(TRY IT)
Stop after the line with "pub enum Fault"; until then, please copy every line of the records word for word from the first.

───── INPUT DATA

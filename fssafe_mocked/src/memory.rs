//! In-memory backend state and the `TestingLoaderSaver` holder

use crate::handles::{TestingReader, TestingWriter};
use fssafe::{BasicLoaderSaver, BoxReader, BoxWriter, Error, Loader, Result, Saver};
use parking_lot::Mutex;
use std::io;
use std::path::PathBuf;
use std::sync::Arc;

/// Path reported in errors raised by the in-memory backend
pub const MEMORY_ARTIFACT: &str = "<memory>";

/// A one-shot failure armed with [`TestingLoaderSaver::fail_next`]
#[derive(Debug, Clone, Copy, PartialEq, Eq, Hash)]
pub enum Fault {
    /// Next `loader()` fails with [`Error::LoadFailed`]
    Load,
    /// Next `saver()` fails with [`Error::SaveUnavailable`]
    Save,
    /// Next writer `close()` fails with [`Error::CommitFailed`] and commits nothing
    Commit,
}

/// Position of a handle in the records, tagged with the `clear` epoch it
/// was created in
#[derive(Debug, Clone, Copy)]
pub(crate) struct Slot {
    epoch: u64,
    index: usize,
}

impl Slot {
    pub(crate) fn index(self) -> usize {
        self.index
    }
}

#[derive(Default)]
pub(crate) struct State {
    epoch: u64,
    committed: Option<Arc<[u8]>>,
    history: Vec<Arc<[u8]>>,
    readers_closed: Vec<bool>,
    writers_closed: Vec<bool>,
    armed: Vec<Fault>,
}

impl State {
    fn take_fault(&mut self, fault: Fault) -> bool {
        match self.armed.iter().position(|f| *f == fault) {
            Some(index) => {
                self.armed.remove(index);
                true
            }
            None => false,
        }
    }

    pub(crate) fn mark_reader_closed(&mut self, slot: Slot) {
        if slot.epoch != self.epoch {
            return;
        }
        if let Some(closed) = self.readers_closed.get_mut(slot.index) {
            *closed = true;
        }
    }

    /// Record the writer as closed, then commit `content` unless a commit
    /// fault is armed. Writers from before a `clear` change nothing.
    pub(crate) fn commit_writer(&mut self, slot: Slot, content: Vec<u8>) -> Result<()> {
        if slot.epoch != self.epoch {
            return Ok(());
        }
        if let Some(closed) = self.writers_closed.get_mut(slot.index) {
            *closed = true;
        }
        if self.take_fault(Fault::Commit) {
            return Err(Error::CommitFailed {
                step: fssafe::CommitStep::Publish,
                source: injected(),
            });
        }
        let content: Arc<[u8]> = Arc::from(content);
        self.history.push(Arc::clone(&content));
        self.committed = Some(content);
        Ok(())
    }
}

pub(crate) type Shared = Arc<Mutex<State>>;

fn injected() -> io::Error {
    io::Error::other("injected fault")
}

fn memory_path() -> PathBuf {
    PathBuf::from(MEMORY_ARTIFACT)
}

fn open_reader(state: &Shared) -> Result<TestingReader> {
    let mut guard = state.lock();
    if guard.take_fault(Fault::Load) {
        return Err(Error::LoadFailed {
            path: memory_path(),
            source: injected(),
        });
    }
    let snapshot = guard
        .committed
        .clone()
        .ok_or_else(|| Error::NotFound { path: memory_path() })?;
    guard.readers_closed.push(false);
    let slot = Slot {
        epoch: guard.epoch,
        index: guard.readers_closed.len() - 1,
    };
    Ok(TestingReader::new(snapshot, slot, Arc::clone(state)))
}

fn open_writer(state: &Shared) -> Result<TestingWriter> {
    let mut guard = state.lock();
    if guard.take_fault(Fault::Save) {
        return Err(Error::SaveUnavailable {
            path: memory_path(),
            source: injected(),
        });
    }
    guard.writers_closed.push(false);
    let slot = Slot {
        epoch: guard.epoch,
        index: guard.writers_closed.len() - 1,
    };
    Ok(TestingWriter::new(slot, Arc::clone(state)))
}

/// In-memory loader and saver for testing
///
/// Clones share the same state: hand one to the code under test and keep
/// another for assertions.
///
/// # Example
///
/// ```
/// use fssafe::{Close, Loader, Saver};
/// use fssafe_mocked::TestingLoaderSaver;
/// use std::io::{Read, Write};
///
/// let store = TestingLoaderSaver::new();
/// assert!(matches!(store.loader(), Err(e) if e.is_not_found()));
///
/// let mut writer = store.saver().unwrap();
/// writer.write_all(b"hello").unwrap();
/// writer.close().unwrap();
///
/// let mut reader = store.loader().unwrap();
/// let mut data = String::new();
/// reader.read_to_string(&mut data).unwrap();
/// reader.close().unwrap();
///
/// assert_eq!(data, "hello");
/// assert_eq!(store.buffers(), vec![b"hello".to_vec()]);
/// assert_eq!(store.readers_closed(), vec![true]);
/// ```
#[derive(Clone)]
pub struct TestingLoaderSaver {
    inner: Arc<BasicLoaderSaver>,
    state: Shared,
}

impl TestingLoaderSaver {
    /// Create a new, blank store
    #[must_use]
    pub fn new() -> Self {
        let state = Shared::default();
        let load_state = Arc::clone(&state);
        let save_state = Arc::clone(&state);
        let inner = BasicLoaderSaver::new(
            move || open_reader(&load_state).map(|r| Box::new(r) as BoxReader),
            move || open_writer(&save_state).map(|w| Box::new(w) as BoxWriter),
        );
        Self {
            inner: Arc::new(inner),
            state,
        }
    }

    /// Like `loader()`, but returns the concrete reader.
    ///
    /// # Errors
    /// Same as [`Loader::loader`].
    pub fn testing_reader(&self) -> Result<TestingReader> {
        open_reader(&self.state)
    }

    /// Like `saver()`, but returns the concrete writer.
    ///
    /// # Errors
    /// Same as [`Saver::saver`].
    pub fn testing_writer(&self) -> Result<TestingWriter> {
        open_writer(&self.state)
    }

    /// Every committed buffer, in the order the writers were closed
    #[must_use]
    pub fn buffers(&self) -> Vec<Vec<u8>> {
        self.state.lock().history.iter().map(|b| b.to_vec()).collect()
    }

    /// The current artifact, if any
    #[must_use]
    pub fn committed(&self) -> Option<Vec<u8>> {
        self.state.lock().committed.as_deref().map(<[u8]>::to_vec)
    }

    /// Closed flag of every reader handed out, in creation order
    #[must_use]
    pub fn readers_closed(&self) -> Vec<bool> {
        self.state.lock().readers_closed.clone()
    }

    /// Closed flag of every writer handed out, in creation order
    #[must_use]
    pub fn writers_closed(&self) -> Vec<bool> {
        self.state.lock().writers_closed.clone()
    }

    /// Index of the most recently created reader
    #[must_use]
    pub fn current_reader(&self) -> Option<usize> {
        self.state.lock().readers_closed.len().checked_sub(1)
    }

    /// Index of the most recently created writer
    #[must_use]
    pub fn current_writer(&self) -> Option<usize> {
        self.state.lock().writers_closed.len().checked_sub(1)
    }

    /// Make the next call matching `fault` fail. Faults of different kinds
    /// can be armed together; arming the same kind twice fails two calls.
    pub fn fail_next(&self, fault: Fault) {
        self.state.lock().armed.push(fault);
    }

    /// Forget the artifact, the history, the handle records and armed faults.
    ///
    /// Handles that are still open stay usable, but closing them no longer
    /// affects the store.
    pub fn clear(&self) {
        let mut state = self.state.lock();
        let epoch = state.epoch + 1;
        *state = State {
            epoch,
            ..State::default()
        };
    }
}

impl Default for TestingLoaderSaver {
    fn default() -> Self {
        Self::new()
    }
}

impl Loader for TestingLoaderSaver {
    fn loader(&self) -> Result<BoxReader> {
        self.inner.loader()
    }
}

impl Saver for TestingLoaderSaver {
    fn saver(&self) -> Result<BoxWriter> {
        self.inner.saver()
    }
}

impl std::fmt::Debug for TestingLoaderSaver {
    fn fmt(&self, f: &mut std::fmt::Formatter<'_>) -> std::fmt::Result {
        let state = self.state.lock();
        f.debug_struct("TestingLoaderSaver")
            .field("committed", &state.committed.as_ref().map(|c| c.len()))
            .field("history", &state.history.len())
            .field("readers", &state.readers_closed.len())
            .field("writers", &state.writers_closed.len())
            .finish()
    }
}

#[cfg(test)]
mod tests {
    use super::*;
    use fssafe::{Close, CommitStep};
    use std::io::{Read, Write};

    #[test]
    fn test_blank_store() {
        let store = TestingLoaderSaver::new();

        match store.loader() {
            Err(Error::NotFound { path }) => assert_eq!(path, PathBuf::from(MEMORY_ARTIFACT)),
            _ => panic!("Expected NotFound error"),
        }
        assert_eq!(store.committed(), None);
        assert_eq!(store.current_reader(), None);
        assert_eq!(store.current_writer(), None);
        assert!(store.buffers().is_empty());
    }

    #[test]
    fn test_save_fault_records_no_writer() {
        let store = TestingLoaderSaver::new();
        store.fail_next(Fault::Save);

        assert!(matches!(store.saver(), Err(Error::SaveUnavailable { .. })));
        assert_eq!(store.current_writer(), None);

        // One-shot
        assert!(store.saver().is_ok());
        assert_eq!(store.current_writer(), Some(0));
    }

    #[test]
    fn test_commit_fault_keeps_previous_artifact() {
        let store = TestingLoaderSaver::new();
        fssafe::save_bytes(&store, b"first").unwrap();

        store.fail_next(Fault::Commit);
        let mut writer = store.saver().unwrap();
        writer.write_all(b"second").unwrap();
        let err = writer.close().err().expect("commit should fail");

        assert_eq!(err.commit_step(), Some(CommitStep::Publish));
        assert!(writer.is_closed());
        assert_eq!(store.committed().as_deref(), Some(&b"first"[..]));
        assert_eq!(store.buffers(), vec![b"first".to_vec()]);
        assert_eq!(store.writers_closed(), vec![true, true]);
    }

    #[test]
    fn test_load_fault_is_not_not_found() {
        let store = TestingLoaderSaver::new();
        fssafe::save_bytes(&store, b"data").unwrap();
        store.fail_next(Fault::Load);

        match store.loader() {
            Err(e) => assert!(!e.is_not_found()),
            Ok(_) => panic!("Expected LoadFailed error"),
        }
        assert_eq!(store.current_reader(), None);

        let mut reader = store.loader().unwrap();
        let mut data = Vec::new();
        reader.read_to_end(&mut data).unwrap();
        assert_eq!(data, b"data");
    }

    #[test]
    fn test_clear_resets_everything() {
        let store = TestingLoaderSaver::new();
        fssafe::save_bytes(&store, b"data").unwrap();
        store.fail_next(Fault::Load);

        store.clear();

        assert!(matches!(store.loader(), Err(e) if e.is_not_found()));
        assert!(store.buffers().is_empty());
        assert!(store.writers_closed().is_empty());
        assert!(store.readers_closed().is_empty());
    }

    #[test]
    fn test_handles_from_before_clear_are_ignored() {
        let store = TestingLoaderSaver::new();
        let mut stale = store.saver().unwrap();
        stale.write_all(b"stale").unwrap();

        store.clear();
        let mut fresh = store.saver().unwrap();

        stale.close().unwrap();
        assert_eq!(store.writers_closed(), vec![false]);
        assert_eq!(store.committed(), None);

        fresh.write_all(b"fresh").unwrap();
        fresh.close().unwrap();
        assert_eq!(store.writers_closed(), vec![true]);
        assert_eq!(store.buffers(), vec![b"fresh".to_vec()]);
    }

    #[test]
    fn test_clones_share_state() {
        let store = TestingLoaderSaver::new();
        let observer = store.clone();

        fssafe::save_bytes(&store, b"shared").unwrap();

        assert_eq!(observer.buffers(), vec![b"shared".to_vec()]);
        assert_eq!(observer.writers_closed(), vec![true]);
    }
}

──────────

(OUTPUT OF THE EXERCISE)
filename fssafe_mocked/src/memory.rs
//! In-memory backend state and the `TestingLoaderSaver` holder

use crate::handles::{TestingReader, TestingWriter};
use fssafe::{BasicLoaderSaver, BoxReader, BoxWriter, Error, Loader, Result, Saver};
use parking_lot::Mutex;
use std::io;
use std::path::PathBuf;
use std::sync::Arc;

/// Path reported in errors raised by the in-memory backend
pub const MEMORY_ARTIFACT: &str = "<memory>";

/// A one-shot failure armed with [`TestingLoaderSaver::fail_next`]
#[derive(Debug, Clone, Copy, PartialEq, Eq, Hash)]
pub enum Fault {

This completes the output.